Merv is currently the focus of the Ancient Merv Project (initially as the International Merv Project).[19] From 1992 to 2000, a joint team of archaeologists from Turkmenistan and the UK have made remarkable discoveries. In 2001, a new collaboration was started between the Institute of Archaeology, University College London and the Turkmen authorities. This Ancient Merv Project is concerned with the complex conservation and management issues posed by this remarkable site, furthering our understanding of the site through archaeological research, and disseminating the results of the work to the widest possible audience.
Organization of remains
Merv consists of a few discrete walled cities very near to each other, each of which was constructed on uninhabited land by builders of different eras, used, and then abandoned and never rebuilt. Four walled cities correspond to the chief periods of Merv's importance: the oldest, Erkgala, corresponds to Achaemenid Merv, and is the smallest of the three. Gäwürgala (also known as Gyaur Gala), which surrounds Erkgala, comprises the Hellenistic and Sassanian metropolis and also served as an industrial suburb to the Abbasid/Seljuk city, Soltangala – by far the largest of the three. The smaller Timurid city was founded a short distance to the south and is now called Abdyllahangala. Various other ancient buildings are scattered between and around these four cities; all of the sites are preserved in the “Ancient Merv Archaeological Park” just north of the modern village of Baýramaly and thirty kilometers east of the large Soviet-built city of Mary (Herrmann 1993).
Erk Gala
Erk Gala (from Persian, "the citadel fort") is the oldest part of the city of Merv complex. Built in the 7th century BC Erk Gala was built as a Persian Style fortress controlling the oasis on the Murghab River.[20] The Erk Gala fortress later served as the acropolis for the Hellenistic city and later the Arc of the Islamic city.
Gäwürgala
The foundation of Gäwürgala (Turkmen take from Persian "Gabr Qala" ("Fortress of the Zoroastrians") occurred in the early Hellenistic era under the rule of the Seleucid king Antiochus I. The city was continuously inhabited under a series of Hellenistic rulers, by the Parthians, and subsequently under the Sassanids, who made it the capital of a satrapy. Gäwürgala was the capital of the Umayyad province of Khurasan and grew in importance as Khurasan became the most loyally Muslim part of the Iranian world during Islam's first two centuries.

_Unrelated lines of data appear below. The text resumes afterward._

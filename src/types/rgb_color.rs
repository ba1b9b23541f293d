// SPDX-License-Identifier: MPL-2.0
// This Source Code Form is subject to the terms of the Mozilla Public
// License, v. 2.0. If a copy of the MPL was not distributed with this
// file, You can obtain one at https://mozilla.org/MPL/2.0/.

//! RGB color type with hex parsing.
//!
//! The serialized form of [`RgbColor`] is exactly one entry of the device's
//! color register: `{"red": r, "green": g, "blue": b}`.

use std::fmt;
use std::str::FromStr;

use crate::error::ValueError;

/// RGB color with 8-bit channels (0-255).
///
/// # Examples
///
/// ```
/// use gixie_lib::types::RgbColor;
///
/// let color = RgbColor::new(255, 128, 0);
/// assert_eq!(color.red(), 255);
/// assert_eq!(color.to_hex(), "FF8000");
///
/// let red = RgbColor::from_hex("#F00").unwrap();
/// assert_eq!(red, RgbColor::new(255, 0, 0));
/// ```
#[derive(
    Debug, Clone, Copy, PartialEq, Eq, Hash, Default, serde::Serialize, serde::Deserialize,
)]
pub struct RgbColor {
    red: u8,
    green: u8,
    blue: u8,
}

impl RgbColor {
    /// Creates a new RGB color.
    #[must_use]
    pub const fn new(red: u8, green: u8, blue: u8) -> Self {
        Self { red, green, blue }
    }

    /// Parses an RGB color from a hex string.
    ///
    /// Accepts `#RRGGBB`, `RRGGBB`, `#RGB` and `RGB`.
    ///
    /// # Errors
    ///
    /// Returns `ValueError::InvalidHexColor` if the string is not a valid color.
    pub fn from_hex(hex: &str) -> Result<Self, ValueError> {
        let digits = hex.trim().trim_start_matches('#');
        let invalid = || ValueError::InvalidHexColor(hex.to_string());

        if !digits.is_ascii() {
            return Err(invalid());
        }

        match digits.len() {
            3 => {
                let mut channels = [0u8; 3];
                for (channel, c) in channels.iter_mut().zip(digits.chars()) {
                    let nibble = c.to_digit(16).ok_or_else(invalid)?;
                    // Safe: a hex digit is at most 15
                    #[allow(clippy::cast_possible_truncation)]
                    let nibble = nibble as u8;
                    *channel = nibble * 17;
                }
                Ok(Self::new(channels[0], channels[1], channels[2]))
            }
            6 => {
                let pair = |range: std::ops::Range<usize>| {
                    u8::from_str_radix(&digits[range], 16).map_err(|_| invalid())
                };
                Ok(Self::new(pair(0..2)?, pair(2..4)?, pair(4..6)?))
            }
            _ => Err(invalid()),
        }
    }

    /// Returns the red component.
    #[must_use]
    pub const fn red(&self) -> u8 {
        self.red
    }

    /// Returns the green component.
    #[must_use]
    pub const fn green(&self) -> u8 {
        self.green
    }

    /// Returns the blue component.
    #[must_use]
    pub const fn blue(&self) -> u8 {
        self.blue
    }

    /// Returns the components as an `(r, g, b)` tuple.
    #[must_use]
    pub const fn as_tuple(&self) -> (u8, u8, u8) {
        (self.red, self.green, self.blue)
    }

    /// Returns the color as a hex string without the hash prefix.
    #[must_use]
    pub fn to_hex(&self) -> String {
        format!("{:02X}{:02X}{:02X}", self.red, self.green, self.blue)
    }
}

impl fmt::Display for RgbColor {
    fn fmt(&self, f: &mut fmt::Formatter<'_>) -> fmt::Result {
        write!(f, "#{}", self.to_hex())
    }
}

impl FromStr for RgbColor {
    type Err = ValueError;

    fn from_str(s: &str) -> Result<Self, Self::Err> {
        Self::from_hex(s)
    }
}

impl From<(u8, u8, u8)> for RgbColor {
    fn from((red, green, blue): (u8, u8, u8)) -> Self {
        Self::new(red, green, blue)
    }
}
// SPDX-License-Identifier: MPL-2.0
// This Source Code Form is subject to the terms of the Mozilla Public
// License, v. 2.0. If a copy of the MPL was not distributed with this
// file, You can obtain one at https://mozilla.org/MPL/2.0/.

//! Gixie command definitions.
//!
//! Every device operation addresses one register by number and is either a
//! read or a write. Requests are JSON objects:
//!
//! | Operation | Frame |
//! |-----------|-------|
//! | Read | `{"cmdType": 0, "cmdNum": N}` |
//! | Write | `{"cmdType": 1, "cmdNum": N, "cmdCtx": CTX}` |
//!
//! # Examples
//!
//! ```
//! use gixie_lib::command::{Command, CommandId, ReadCommand, WriteCommand};
//! use gixie_lib::types::PowerState;
//!
//! let read = ReadCommand::new(CommandId::Power);
//! assert_eq!(read.to_frame().unwrap(), r#"{"cmdType":0,"cmdNum":15}"#);
//!
//! let write = WriteCommand::Power(PowerState::On);
//! assert_eq!(
//!     write.to_frame().unwrap(),
//!     r#"{"cmdType":1,"cmdNum":15,"cmdCtx":{"value":1}}"#
//! );
//! ```

mod write;

pub use write::WriteCommand;

use std::fmt;

use serde::Serialize;
use serde_json::Value;

use crate::error::{ParseError, ValueError};

/// Register addressed by a command.
#[derive(Debug, Clone, Copy, PartialEq, Eq, Hash, serde::Serialize, serde::Deserialize)]
pub enum CommandId {
    /// Display color, four RGB entries.
    Color,
    /// Display brightness.
    Brightness,
    /// Display power.
    Power,
    /// Timezone index (`offset + 12`).
    Timezone,
    /// Animation mode.
    Mode,
    /// 12/24-hour format.
    TimeFormat,
}

impl CommandId {
    /// Every register, in poll order.
    pub const ALL: [Self; 6] = [
        Self::Color,
        Self::Brightness,
        Self::Power,
        Self::Timezone,
        Self::Mode,
        Self::TimeFormat,
    ];

    /// Returns the command number sent as `cmdNum`.
    #[must_use]
    pub const fn code(&self) -> u16 {
        match self {
            Self::Color => 9,
            Self::Brightness => 14,
            Self::Power => 15,
            Self::Timezone => 16,
            Self::Mode => 211,
            Self::TimeFormat => 213,
        }
    }

    /// Returns a short lowercase name.
    #[must_use]
    pub const fn name(&self) -> &'static str {
        match self {
            Self::Color => "color",
            Self::Brightness => "brightness",
            Self::Power => "power",
            Self::Timezone => "timezone",
            Self::Mode => "mode",
            Self::TimeFormat => "time-format",
        }
    }
}

impl fmt::Display for CommandId {
    fn fmt(&self, f: &mut fmt::Formatter<'_>) -> fmt::Result {
        write!(f, "{} ({})", self.name(), self.code())
    }
}

impl TryFrom<u16> for CommandId {
    type Error = ValueError;

    fn try_from(code: u16) -> Result<Self, Self::Error> {
        Self::ALL
            .into_iter()
            .find(|id| id.code() == code)
            .ok_or(ValueError::UnknownCommand(code))
    }
}

/// Whether a request reads or writes its register.
#[derive(Debug, Clone, Copy, PartialEq, Eq, Hash, serde::Serialize, serde::Deserialize)]
pub enum OperationKind {
    /// `cmdType: 0`
    Read,
    /// `cmdType: 1`
    Write,
}

impl OperationKind {
    /// Returns the value sent as `cmdType`.
    #[must_use]
    pub const fn code(&self) -> u8 {
        match self {
            Self::Read => 0,
            Self::Write => 1,
        }
    }
}

impl fmt::Display for OperationKind {
    fn fmt(&self, f: &mut fmt::Formatter<'_>) -> fmt::Result {
        f.write_str(match self {
            Self::Read => "read",
            Self::Write => "write",
        })
    }
}

/// Request envelope as sent on the wire.
#[derive(Debug, Clone, PartialEq, Serialize)]
#[serde(rename_all = "camelCase")]
pub struct Request {
    cmd_type: u8,
    cmd_num: u16,
    #[serde(skip_serializing_if = "Option::is_none")]
    cmd_ctx: Option<Value>,
}

impl Request {
    /// Returns the operation kind code.
    #[must_use]
    pub fn cmd_type(&self) -> u8 {
        self.cmd_type
    }

    /// Returns the command number.
    #[must_use]
    pub fn cmd_num(&self) -> u16 {
        self.cmd_num
    }

    /// Returns the write context, if any.
    #[must_use]
    pub fn cmd_ctx(&self) -> Option<&Value> {
        self.cmd_ctx.as_ref()
    }
}

/// A command that can be sent to a Gixie clock.
pub trait Command {
    /// Returns the addressed register.
    fn command_id(&self) -> CommandId;

    /// Returns whether this reads or writes the register.
    fn kind(&self) -> OperationKind;

    /// Returns the write context, `None` for reads.
    fn context(&self) -> Option<Value>;

    /// Builds the request envelope.
    fn to_request(&self) -> Request {
        Request {
            cmd_type: self.kind().code(),
            cmd_num: self.command_id().code(),
            cmd_ctx: self.context(),
        }
    }

    /// Serializes the request envelope to a text frame.
    ///
    /// # Errors
    ///
    /// Returns `ParseError::Json` if serialization fails.
    fn to_frame(&self) -> Result<String, ParseError> {
        serde_json::to_string(&self.to_request()).map_err(ParseError::Json)
    }
}

/// Read of a single register.
#[derive(Debug, Clone, Copy, PartialEq, Eq, Hash)]
pub struct ReadCommand(CommandId);

impl ReadCommand {
    /// Creates a read of the given register.
    #[must_use]
    pub const fn new(id: CommandId) -> Self {
        Self(id)
    }
}

impl From<CommandId> for ReadCommand {
    fn from(id: CommandId) -> Self {
        Self(id)
    }
}

impl Command for ReadCommand {
    fn command_id(&self) -> CommandId {
        self.0
    }

    fn kind(&self) -> OperationKind {
        OperationKind::Read
    }

    fn context(&self) -> Option<Value> {
        None
    }
}
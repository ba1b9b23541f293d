// SPDX-License-Identifier: MPL-2.0
// This Source Code Form is subject to the terms of the Mozilla Public
// License, v. 2.0. If a copy of the MPL was not distributed with this
// file, You can obtain one at https://mozilla.org/MPL/2.0/.

//! Device state management types.
//!
//! [`DeviceState`] is the cached snapshot of a clock, and [`StateChange`] is
//! the merge-update applied to it. The coordinator is the only writer; it
//! merges one change per confirmed operation and one batch per poll.
//!
//! # Examples
//!
//! ```
//! use gixie_lib::state::{DeviceState, StateChange};
//! use gixie_lib::types::RgbColor;
//!
//! let mut state = DeviceState::new();
//! state.apply(&StateChange::color(RgbColor::new(255, 0, 0)));
//!
//! assert_eq!(state.rgb_color(), Some(RgbColor::new(255, 0, 0)));
//! ```

mod device_state;
mod state_change;

pub use device_state::DeviceState;
pub use state_change::StateChange;
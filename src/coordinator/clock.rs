// SPDX-License-Identifier: MPL-2.0
// This Source Code Form is subject to the terms of the Mozilla Public
// License, v. 2.0. If a copy of the MPL was not distributed with this
// file, You can obtain one at https://mozilla.org/MPL/2.0/.

//! Host clock abstraction.

use std::sync::Arc;

use parking_lot::Mutex;

use crate::types::UtcOffset;

const SECONDS_PER_HOUR: i32 = 3600;

/// Source of the host's current UTC offset.
///
/// Consulted every time the coordinator reconciles under
/// [`DstPolicy::Auto`](crate::types::DstPolicy::Auto).
pub trait SystemClock: Send + Sync + 'static {
    /// Returns the current UTC offset in seconds.
    fn utc_offset_seconds(&self) -> i32;

    /// Returns the current UTC offset in whole hours, rounded down and
    /// clamped to the device range.
    fn utc_offset(&self) -> UtcOffset {
        UtcOffset::clamped(self.utc_offset_seconds().div_euclid(SECONDS_PER_HOUR))
    }
}

/// Clock backed by the operating system's local timezone.
#[derive(Debug, Clone, Copy, Default)]
pub struct LocalClock;

impl SystemClock for LocalClock {
    fn utc_offset_seconds(&self) -> i32 {
        chrono::Local::now().offset().local_minus_utc()
    }
}

/// Clock with a settable offset.
///
/// Clones share the same offset, so a test can keep a handle and simulate a
/// DST transition while the coordinator owns another.
///
/// # Examples
///
/// ```
/// use gixie_lib::coordinator::{FixedClock, SystemClock};
///
/// let clock = FixedClock::from_hours(1);
/// let handle = clock.clone();
/// handle.set_hours(2);
/// assert_eq!(clock.utc_offset().hours(), 2);
/// ```
#[derive(Debug, Clone)]
pub struct FixedClock {
    seconds: Arc<Mutex<i32>>,
}

impl FixedClock {
    /// Creates a clock reporting `seconds` east of UTC.
    #[must_use]
    pub fn from_seconds(seconds: i32) -> Self {
        Self {
            seconds: Arc::new(Mutex::new(seconds)),
        }
    }

    /// Creates a clock reporting `hours` east of UTC.
    #[must_use]
    pub fn from_hours(hours: i32) -> Self {
        Self::from_seconds(hours.saturating_mul(SECONDS_PER_HOUR))
    }

    /// Changes the reported offset.
    pub fn set_seconds(&self, seconds: i32) {
        *self.seconds.lock() = seconds;
    }

    /// Changes the reported offset to whole hours.
    pub fn set_hours(&self, hours: i32) {
        self.set_seconds(hours.saturating_mul(SECONDS_PER_HOUR));
    }
}

impl SystemClock for FixedClock {
    fn utc_offset_seconds(&self) -> i32 {
        *self.seconds.lock()
    }
}
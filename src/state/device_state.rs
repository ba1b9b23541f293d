// SPDX-License-Identifier: MPL-2.0
// This Source Code Form is subject to the terms of the Mozilla Public
// License, v. 2.0. If a copy of the MPL was not distributed with this
// file, You can obtain one at https://mozilla.org/MPL/2.0/.

//! Device state tracking.

use crate::response::ColorResponse;
use crate::types::{
    Brightness, DisplayMode, DstPolicy, PowerState, RgbColor, TimeFormat, TimezoneIndex,
    UtcOffset,
};

use super::StateChange;

/// Cached view of a Gixie clock.
///
/// All fields are optional because nothing is known until the first poll.
/// Fields are only ever modified through [`apply`](Self::apply).
///
/// # Examples
///
/// ```
/// use gixie_lib::state::{DeviceState, StateChange};
/// use gixie_lib::types::{Brightness, PowerState};
///
/// let mut state = DeviceState::new();
/// state.apply(&StateChange::Batch(vec![
///     StateChange::Power(PowerState::On),
///     StateChange::Brightness(Brightness::new(120)),
/// ]));
///
/// assert!(state.is_on());
/// assert_eq!(state.brightness(), Some(Brightness::new(120)));
/// ```
#[derive(Debug, Clone, Default, PartialEq, Eq, serde::Serialize, serde::Deserialize)]
pub struct DeviceState {
    color: Option<ColorResponse>,
    brightness: Option<Brightness>,
    power: Option<PowerState>,
    timezone_index: Option<TimezoneIndex>,
    base_offset: Option<UtcOffset>,
    mode: Option<u8>,
    time_format: Option<TimeFormat>,
    dst_policy: Option<DstPolicy>,
}

impl DeviceState {
    /// Creates a new empty device state.
    #[must_use]
    pub fn new() -> Self {
        Self::default()
    }

    /// Returns `true` until the first value has been merged.
    #[must_use]
    pub fn is_empty(&self) -> bool {
        *self == Self::default()
    }

    // ========== Light ==========

    /// Returns the color register as reported.
    #[must_use]
    pub fn color(&self) -> Option<&ColorResponse> {
        self.color.as_ref()
    }

    /// Returns the canonical color (first reported entry).
    #[must_use]
    pub fn rgb_color(&self) -> Option<RgbColor> {
        self.color.as_ref().and_then(ColorResponse::primary)
    }

    /// Returns the brightness.
    #[must_use]
    pub fn brightness(&self) -> Option<Brightness> {
        self.brightness
    }

    /// Returns the power state.
    #[must_use]
    pub fn power(&self) -> Option<PowerState> {
        self.power
    }

    /// Returns `true` if the display is known to be on.
    #[must_use]
    pub fn is_on(&self) -> bool {
        self.power.is_some_and(|p| p.is_on())
    }

    // ========== Display ==========

    /// Returns the raw mode register.
    #[must_use]
    pub fn mode(&self) -> Option<u8> {
        self.mode
    }

    /// Returns the mode, if it is one of the known modes.
    #[must_use]
    pub fn display_mode(&self) -> Option<DisplayMode> {
        self.mode.and_then(|m| DisplayMode::try_from(m).ok())
    }

    /// Returns the hour format.
    #[must_use]
    pub fn time_format(&self) -> Option<TimeFormat> {
        self.time_format
    }

    // ========== Timezone ==========

    /// Returns the last observed timezone register.
    #[must_use]
    pub fn timezone_index(&self) -> Option<TimezoneIndex> {
        self.timezone_index
    }

    /// Returns the standard-time offset.
    #[must_use]
    pub fn base_offset(&self) -> Option<UtcOffset> {
        self.base_offset
    }

    /// Returns the DST policy.
    #[must_use]
    pub fn dst_policy(&self) -> Option<DstPolicy> {
        self.dst_policy
    }

    /// Returns `true` when the offset follows the host clock, so a manually
    /// entered base offset has no effect.
    #[must_use]
    pub fn base_offset_controlled_by_system(&self) -> bool {
        self.dst_policy == Some(DstPolicy::Auto)
    }

    // ========== State Changes ==========

    /// Applies a state change and returns whether the state actually changed.
    pub fn apply(&mut self, change: &StateChange) -> bool {
        match change {
            StateChange::Color(color) => replace(&mut self.color, color.clone()),
            StateChange::Brightness(brightness) => replace(&mut self.brightness, *brightness),
            StateChange::Power(state) => replace(&mut self.power, *state),
            StateChange::Timezone {
                index,
                base_offset,
                policy,
            } => {
                let index_changed = replace(&mut self.timezone_index, *index);
                let base_changed = replace(&mut self.base_offset, *base_offset);
                let policy_changed = replace(&mut self.dst_policy, *policy);
                index_changed || base_changed || policy_changed
            }
            StateChange::BaseOffset(base_offset) => replace(&mut self.base_offset, *base_offset),
            StateChange::DstPolicy(policy) => replace(&mut self.dst_policy, *policy),
            StateChange::Mode(mode) => replace(&mut self.mode, *mode),
            StateChange::TimeFormat(format) => replace(&mut self.time_format, *format),
            StateChange::Batch(changes) => changes
                .iter()
                .fold(false, |changed, change| self.apply(change) || changed),
        }
    }
}

/// Stores `value` and reports whether it differed.
fn replace<T: PartialEq>(slot: &mut Option<T>, value: T) -> bool {
    if slot.as_ref() == Some(&value) {
        false
    } else {
        *slot = Some(value);
        true
    }
}

#[cfg(test)]
mod tests {
    use super::*;

    #[test]
    fn new_state_is_empty() {
        let state = DeviceState::new();
        assert!(state.is_empty());
        assert!(!state.is_on());
        assert_eq!(state.rgb_color(), None);
        assert_eq!(state.dst_policy(), None);
    }

    #[test]
    fn apply_reports_changes() {
        let mut state = DeviceState::new();
        assert!(state.apply(&StateChange::Mode(2)));
        assert!(!state.apply(&StateChange::Mode(2)));
        assert_eq!(state.display_mode(), Some(DisplayMode::SingleRainbowClock));
    }

    #[test]
    fn unknown_mode_keeps_raw_value() {
        let mut state = DeviceState::new();
        state.apply(&StateChange::Mode(42));
        assert_eq!(state.mode(), Some(42));
        assert_eq!(state.display_mode(), None);
    }

    #[test]
    fn timezone_change_updates_all_three_fields() {
        let mut state = DeviceState::new();
        let changed = state.apply(&StateChange::Timezone {
            index: TimezoneIndex::new(16),
            base_offset: UtcOffset::clamped(3),
            policy: DstPolicy::On,
        });

        assert!(changed);
        assert_eq!(state.timezone_index(), Some(TimezoneIndex::new(16)));
        assert_eq!(state.base_offset(), Some(UtcOffset::clamped(3)));
        assert_eq!(state.dst_policy(), Some(DstPolicy::On));
        assert!(!state.base_offset_controlled_by_system());
    }

    #[test]
    fn batch_applies_every_change() {
        let mut state = DeviceState::new();
        let changed = state.apply(&StateChange::Batch(vec![
            StateChange::Power(PowerState::On),
            StateChange::color(RgbColor::new(10, 20, 30)),
            StateChange::TimeFormat(TimeFormat::TwentyFourHour),
        ]));

        assert!(changed);
        assert!(state.is_on());
        assert_eq!(state.rgb_color(), Some(RgbColor::new(10, 20, 30)));
        assert_eq!(state.time_format(), Some(TimeFormat::TwentyFourHour));
    }

    #[test]
    fn batch_without_differences_reports_unchanged() {
        let mut state = DeviceState::new();
        let batch = StateChange::Batch(vec![
            StateChange::Power(PowerState::Off),
            StateChange::Brightness(Brightness::new(10)),
        ]);
        assert!(state.apply(&batch));
        assert!(!state.apply(&batch));
    }
}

Gäwürgala's most visible remaining structures are its defensive installations. Three walls, one built atop the next, are in evidence. A Seleucid wall, graduated in the interior and straight on the exterior, forms a platform for the second, larger wall, built of mudbricks and stepped on the interior. The form of this wall is similar to other Hellenistic fortresses found in Anatolia, though this unique for being made of mud-brick instead of stone. The third wall is possibly Sassanian and is built of larger bricks (Williams 2002). Surrounding the wall was a variety of pottery sherds, particularly Parthian ones. The size of these fortifications are evidence of Merv's importance during the pre-Islamic era; no pre-Islamic fortifications of comparable size have been found anywhere in the Garagum. Gäwürgala is also important for the vast amount of numismatic data that it has revealed; an unbroken series of Sassanian coins has been found there, hinting the extraordinary political stability of this period.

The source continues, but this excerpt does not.